İşin enteresan tarafı, bu şekilde yurt dışına çıkışları yasaklanan kişiler aleyhine getirilmesi gereken ceza davaları makul sürenin çok ötesinde ve çok uzun zamanlar sonra getirilmekte ve kişilerin yasakları yıllarca sürmektedir.
Bu yurt dışı yasakları o boyutlara ulaşmıştır ki, belki de KKTC halkına uygulanmakta olan en ciddi ve yaygın ambargo mahkemeler tarafından uygulanır hale gelmiştir.
Diğer ambargo uygulayanları, Rumculukla suçluyoruz, Türkleri sevmemekle suçluyoruz da mahkemeleri, neyle suçlayacağız?
Ceza davaları soruşturmaları, gerekli teknik bilgilere sahip olmadığımız için ve personel yetersizliğinden dolayı hayli uzamaktadır.
Tüm cezai soruşturmalar, sanıkların, aleyhlerindeki ithamları kabul etmeyecekleri ihtimaline göre yapılmaktadır.
Bu nedenle cezai soruşturmalar, oldukça uzamaktadır.
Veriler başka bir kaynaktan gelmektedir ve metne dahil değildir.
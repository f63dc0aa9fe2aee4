//! # ReplIDB Oplog
//!
//! Oplog operation model for ReplIDB.
//!
//! This crate provides:
//! - `Operation`, one record of a remote change log, with its
//!   kind-specific payload (`OperationKind`)
//! - `OpTime` positions
//! - `OplogBatch`, the unit a fetch returns
//! - Parsing of oplog entry documents (`ts`, `t`, `h`, `op`, `ns`, `o`,
//!   `o2`, `b`) into operations, and the inverse
//!
//! This is a pure protocol crate with no I/O operations.

#![deny(unsafe_code)]
#![warn(missing_docs)]

mod batch;
mod error;
mod operation;
mod optime;

pub use batch::OplogBatch;
pub use error::{OplogError, OplogResult};
pub use operation::{Operation, OperationKind};
pub use optime::{OpTime, Timestamp};
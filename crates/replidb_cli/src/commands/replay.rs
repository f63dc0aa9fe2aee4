//! Replay command implementation.

use super::load_dump;
use replidb_core::{Database, Namespace};
use replidb_document::Document;
use replidb_oplog::Operation;
use replidb_repl::{RemoteOplog, RemoteOplogFetcher, ReplConfig, ReplicationOutcome, ReplicationService};
use serde::Serialize;
use std::path::Path;
use std::sync::Arc;
use tracing::info;

/// Collection contents for output.
#[derive(Debug, Serialize)]
pub struct CollectionReport {
    /// Collection namespace.
    pub namespace: String,
    /// Index names.
    pub indexes: Vec<String>,
    /// Documents in natural order.
    pub documents: Vec<Document>,
}

/// Runs the replay command.
pub fn run(
    path: &Path,
    upsert: bool,
    batch_size: usize,
    format: &str,
) -> Result<(), Box<dyn std::error::Error>> {
    let ops = load_dump(path)?;
    let total = ops.len();
    let reports = replicate(ops, upsert, batch_size)?;

    match format {
        "json" => {
            println!("{}", serde_json::to_string_pretty(&reports)?);
        }
        _ => {
            print_text_output(&reports, total);
        }
    }

    Ok(())
}

/// Replicates `ops` into a fresh replica and reports every collection.
fn replicate(
    ops: Vec<Operation>,
    upsert: bool,
    batch_size: usize,
) -> Result<Vec<CollectionReport>, Box<dyn std::error::Error>> {
    let log = Arc::new(RemoteOplog::from_operations(ops));
    log.close();

    let db = Arc::new(Database::replica());
    let config = ReplConfig::new("replidb-replay").with_treat_update_as_upsert(upsert);
    let fetcher = RemoteOplogFetcher::new(log).with_batch_size(batch_size);
    let service = ReplicationService::start(Arc::clone(&db), fetcher, config)?;

    match service.join()? {
        ReplicationOutcome::Finished(reason) => info!(reason = %reason, "replay complete"),
        other => return Err(format!("replay did not complete: {other}").into()),
    }

    let mut reports = Vec::new();
    for database in db.database_names() {
        for collection in db.collection_names(&database) {
            let ns = Namespace::new(database.clone(), collection);
            reports.push(CollectionReport {
                namespace: ns.to_string(),
                indexes: db.indexes(&ns).into_iter().map(|i| i.name).collect(),
                documents: db.documents(&ns),
            });
        }
    }
    Ok(reports)
}

fn print_text_output(reports: &[CollectionReport], total: usize) {
    println!("Replayed {} operations into {} collections", total, reports.len());
    println!("================");

    for report in reports {
        println!();
        println!(
            "{} ({} documents; indexes: {})",
            report.namespace,
            report.documents.len(),
            report.indexes.join(", ")
        );
        for doc in &report.documents {
            println!("  {}", doc);
        }
    }
}

#[cfg(test)]
mod tests {
    use super::*;
    use replidb_document::{doc, Value};
    use replidb_oplog::OpTime;

    #[test]
    fn replicate_reports_collections() {
        let ops = vec![
            Operation::command(OpTime::new(1, 1), "shop", doc! { "create" => "carts" }),
            Operation::insert(OpTime::new(1, 2), "shop", "orders", doc! { "_id" => 1, "n" => 1 }),
            Operation::insert(OpTime::new(1, 3), "shop", "orders", doc! { "_id" => 2, "n" => 2 }),
            Operation::delete(OpTime::new(1, 4), "shop", "orders", doc! { "_id" => 1 }, true),
        ];
        let reports = replicate(ops, false, 2).unwrap();

        let names: Vec<_> = reports.iter().map(|r| r.namespace.as_str()).collect();
        assert_eq!(names, vec!["shop.carts", "shop.orders"]);
        assert_eq!(reports[1].documents, vec![doc! { "_id" => 2, "n" => 2 }]);
        assert_eq!(reports[1].indexes, vec!["_id_".to_string()]);
    }

    #[test]
    fn upsert_flag_turns_update_misses_into_inserts() {
        let update = || {
            vec![Operation::update(
                OpTime::new(1, 1),
                "shop",
                "orders",
                doc! { "_id" => 5 },
                doc! { "$set" => doc! { "n" => 5 } },
                false,
            )]
        };
        assert!(replicate(update(), false, 10).unwrap().is_empty());

        let reports = replicate(update(), true, 10).unwrap();
        assert_eq!(reports[0].documents[0].get("n"), Some(&Value::Integer(5)));
    }

    #[test]
    fn failed_replay_is_an_error() {
        let ops = vec![Operation::command(OpTime::new(1, 1), "shop", doc! { "fooBar" => 1 })];
        let err = replicate(ops, false, 10).unwrap_err();
        assert!(err.to_string().contains("fooBar"));
    }
}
Usullerde yapılacak değişikliklerle gereksiz soruşturmaların ve araştırmaların önüne geçilebileceği kanaatindeyim.
Amborgolar altında ezilmekte olan KKTC halkına, mahkemelerin de bu şekilde, ambargo uygulamalarını bir türlü kabullenemiyorum.
Yorumlar kapalı.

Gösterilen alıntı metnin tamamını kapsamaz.